Scientists Claim Man Became Addicted To Google Glass, Suffered Withdrawal

Scientists in California claim they treated the first person to become addicted to Google Glass. Is this a sign of the times, or a clever way to get out of work?

Scientists in California claim they treated the first person to become addicted to Google Glass. Is this a sign of the times, or a clever way to get out of work?

At one point or another you’ve probably joked with friends that you’ve become addicted to something on the internet: Cute kitten videos, absurd quizzes or a variety of other semi-entertaining online phenomena. While you probably weren’t actually dependent on any of those things, scientists in California claim they’ve treated the first person with internet addiction brought on by overuse of Google Glass.

The Guardian reports that the man used Google Glass for about 18 hours a day – only taking the device off to sleep and shower – before checking himself into the U.S. Navy’s Substance Abuse and Recovery Program (SARP) for alcohol abuse in September 2013.

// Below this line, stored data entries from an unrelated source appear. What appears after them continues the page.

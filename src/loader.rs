// Reading and cleaning of the two raw inputs.
//
// Coercion is deliberately lenient: a cell that does not cast to its
// target type becomes null and is counted, never an abort. Only a missing
// input file is fatal, and it fails before anything is written.
use crate::error::{PipelineError, PipelineResult};
use crate::types::{AgricultureRecord, AgricultureTable, ClimateRecord, RawClimateRow};
use crate::util::{format_int, parse_f64_safe, parse_i64_safe};
use csv::ReaderBuilder;
use serde::Serialize;
use std::collections::HashSet;
use std::hash::Hash;
use std::path::Path;
use tracing::{info, warn};

#[derive(Debug, Clone, Default, Serialize)]
pub struct LoadReport {
    pub rows_read: usize,
    pub rows_kept: usize,
    pub duplicates_removed: usize,
    pub parse_errors: usize,
    pub cast_failures: usize,
}

/// Load `climate_data.csv` into typed long-form records.
pub fn load_climate(path: &Path) -> PipelineResult<(Vec<ClimateRecord>, LoadReport)> {
    if !path.exists() {
        return Err(PipelineError::MissingInput(path.to_path_buf()));
    }
    let mut rdr = ReaderBuilder::new().flexible(true).from_path(path)?;
    let mut report = LoadReport::default();
    let mut records: Vec<ClimateRecord> = Vec::new();

    for result in rdr.deserialize::<RawClimateRow>() {
        report.rows_read += 1;
        let raw = match result {
            Ok(r) => r,
            Err(_) => {
                report.parse_errors += 1;
                continue;
            }
        };

        let year = parse_i64_safe(raw.year.as_deref());
        if cast_failed(raw.year.as_deref(), year.is_none()) {
            report.cast_failures += 1;
        }
        let value = parse_f64_safe(raw.value.as_deref());
        if cast_failed(raw.value.as_deref(), value.is_none()) {
            report.cast_failures += 1;
        }

        records.push(ClimateRecord {
            country: raw.country.unwrap_or_default().trim().to_string(),
            year,
            indicator: raw.indicator.unwrap_or_default(),
            value,
            unit: raw.unit,
        });
    }

    let (records, removed) = dedup_rows(records, |r| {
        (
            r.country.clone(),
            r.year,
            r.indicator.clone(),
            r.value.map(f64::to_bits),
            r.unit.clone(),
        )
    });
    report.duplicates_removed = removed;
    report.rows_kept = records.len();
    log_report("climate", &report);
    Ok((records, report))
}

/// Load `agriculture_data.csv`. The metric set is not fixed across dataset
/// instances, so columns are discovered from the header: everything except
/// `country` and `year` is treated as a numeric metric, in file order.
pub fn load_agriculture(path: &Path) -> PipelineResult<(AgricultureTable, LoadReport)> {
    if !path.exists() {
        return Err(PipelineError::MissingInput(path.to_path_buf()));
    }
    let mut rdr = ReaderBuilder::new().flexible(true).from_path(path)?;

    let headers: Vec<String> = rdr
        .headers()?
        .iter()
        .map(|h| h.trim().to_string())
        .collect();
    let country_idx = required_column(path, &headers, "country")?;
    let year_idx = required_column(path, &headers, "year")?;
    let metric_cols: Vec<(usize, String)> = headers
        .iter()
        .enumerate()
        .filter(|(i, _)| *i != country_idx && *i != year_idx)
        .map(|(i, name)| (i, name.clone()))
        .collect();

    let mut report = LoadReport::default();
    let mut rows: Vec<AgricultureRecord> = Vec::new();

    for result in rdr.records() {
        report.rows_read += 1;
        let rec = match result {
            Ok(r) => r,
            Err(_) => {
                report.parse_errors += 1;
                continue;
            }
        };

        let year = parse_i64_safe(rec.get(year_idx));
        if cast_failed(rec.get(year_idx), year.is_none()) {
            report.cast_failures += 1;
        }
        let mut metrics = Vec::with_capacity(metric_cols.len());
        for (idx, _) in &metric_cols {
            let value = parse_f64_safe(rec.get(*idx));
            if cast_failed(rec.get(*idx), value.is_none()) {
                report.cast_failures += 1;
            }
            metrics.push(value);
        }

        rows.push(AgricultureRecord {
            country: rec.get(country_idx).unwrap_or_default().trim().to_string(),
            year,
            metrics,
        });
    }

    let (rows, removed) = dedup_rows(rows, |r| {
        (
            r.country.clone(),
            r.year,
            r.metrics
                .iter()
                .map(|v| v.map(f64::to_bits))
                .collect::<Vec<_>>(),
        )
    });
    report.duplicates_removed = removed;
    report.rows_kept = rows.len();
    log_report("agriculture", &report);

    Ok((
        AgricultureTable {
            metric_columns: metric_cols.into_iter().map(|(_, name)| name).collect(),
            rows,
        },
        report,
    ))
}

/// A cast counts as failed only when the raw cell held something; an empty
/// cell is simply missing data.
fn cast_failed(raw: Option<&str>, parsed_is_none: bool) -> bool {
    parsed_is_none && raw.map(|s| !s.trim().is_empty()).unwrap_or(false)
}

fn required_column(path: &Path, headers: &[String], column: &str) -> PipelineResult<usize> {
    headers
        .iter()
        .position(|h| h == column)
        .ok_or_else(|| PipelineError::MissingColumn {
            file: path.to_path_buf(),
            column: column.to_string(),
        })
}

/// Drop fully-duplicate rows, keeping the first occurrence. The key
/// closure must cover every column so only identical rows collapse.
fn dedup_rows<T, K, F>(rows: Vec<T>, key: F) -> (Vec<T>, usize)
where
    K: Eq + Hash,
    F: Fn(&T) -> K,
{
    let mut seen: HashSet<K> = HashSet::with_capacity(rows.len());
    let mut kept = Vec::with_capacity(rows.len());
    let mut removed = 0usize;
    for row in rows {
        if seen.insert(key(&row)) {
            kept.push(row);
        } else {
            removed += 1;
        }
    }
    (kept, removed)
}

fn log_report(name: &str, report: &LoadReport) {
    info!(
        "{}: {} rows read, {} kept ({} duplicates removed)",
        name,
        format_int(report.rows_read),
        format_int(report.rows_kept),
        format_int(report.duplicates_removed)
    );
    if report.parse_errors > 0 {
        warn!(
            "{}: {} rows skipped as unreadable",
            name,
            format_int(report.parse_errors)
        );
    }
    if report.cast_failures > 0 {
        warn!(
            "{}: {} cells failed numeric cast and were set to null",
            name,
            format_int(report.cast_failures)
        );
    }
}

#[cfg(test)]
mod tests {
    use super::*;
    use std::fs;

    fn write_file(dir: &tempfile::TempDir, name: &str, content: &str) -> std::path::PathBuf {
        let path = dir.path().join(name);
        fs::write(&path, content).unwrap();
        path
    }

    #[test]
    fn missing_input_is_fatal() {
        let dir = tempfile::tempdir().unwrap();
        let err = load_climate(&dir.path().join("climate_data.csv")).unwrap_err();
        assert!(matches!(err, PipelineError::MissingInput(_)));
    }

    #[test]
    fn climate_coercion_is_lenient() {
        let dir = tempfile::tempdir().unwrap();
        let path = write_file(
            &dir,
            "climate_data.csv",
            "country,year,indicator,value,unit\n  Brazil ,2000,temperature,25.0,Celsius\nBrazil,not_a_year,temperature,oops,Celsius\n",
        );
        let (records, report) = load_climate(&path).unwrap();
        assert_eq!(records.len(), 2);
        assert_eq!(records[0].country, "Brazil");
        assert_eq!(records[0].year, Some(2000));
        assert_eq!(records[0].value, Some(25.0));
        assert_eq!(records[1].year, None);
        assert_eq!(records[1].value, None);
        assert_eq!(report.cast_failures, 2);
        assert_eq!(report.parse_errors, 0);
    }

    #[test]
    fn dedup_removes_only_identical_rows_and_is_idempotent() {
        let dir = tempfile::tempdir().unwrap();
        let path = write_file(
            &dir,
            "climate_data.csv",
            "country,year,indicator,value,unit\nBrazil,2000,temperature,25.0,Celsius\nBrazil,2000,temperature,25.0,Celsius\nBrazil,2000,temperature,26.0,Celsius\n",
        );
        let (records, report) = load_climate(&path).unwrap();
        assert_eq!(records.len(), 2);
        assert_eq!(report.duplicates_removed, 1);

        // Deduplicating the already-clean rows changes nothing.
        let (again, removed) = dedup_rows(records.clone(), |r| {
            (
                r.country.clone(),
                r.year,
                r.indicator.clone(),
                r.value.map(f64::to_bits),
                r.unit.clone(),
            )
        });
        assert_eq!(removed, 0);
        assert_eq!(again.len(), records.len());
    }

    #[test]
    fn agriculture_metrics_follow_the_header() {
        let dir = tempfile::tempdir().unwrap();
        let path = write_file(
            &dir,
            "agriculture_data.csv",
            "country,year,crop_production_tonnes,cereal_yield_kg_ha\nBrazil,2000,9000,1500\nIndia,2000,,2000\n",
        );
        let (table, report) = load_agriculture(&path).unwrap();
        assert_eq!(
            table.metric_columns,
            vec!["crop_production_tonnes", "cereal_yield_kg_ha"]
        );
        assert_eq!(table.rows.len(), 2);
        assert_eq!(table.rows[0].metrics, vec![Some(9000.0), Some(1500.0)]);
        assert_eq!(table.rows[1].metrics, vec![None, Some(2000.0)]);
        // The empty cell is missing data, not a failed cast.
        assert_eq!(report.cast_failures, 0);
    }

    #[test]
    fn agriculture_requires_key_columns() {
        let dir = tempfile::tempdir().unwrap();
        let path = write_file(&dir, "agriculture_data.csv", "nation,year,x\nBrazil,2000,1\n");
        let err = load_agriculture(&path).unwrap_err();
        assert!(matches!(err, PipelineError::MissingColumn { .. }));
    }
}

As part of the treatment the 31-year-old man was required to steer clear of addictive behaviors and forfeit use of all electronic devices.

Doctors soon noticed the patient repeatedly tapped his right temple with his index finger. The man reported that the movement was an involuntary mimic of the motion he regularly made to switch on his Google Glass.

That was the first sign of the man’s alleged technological addiction.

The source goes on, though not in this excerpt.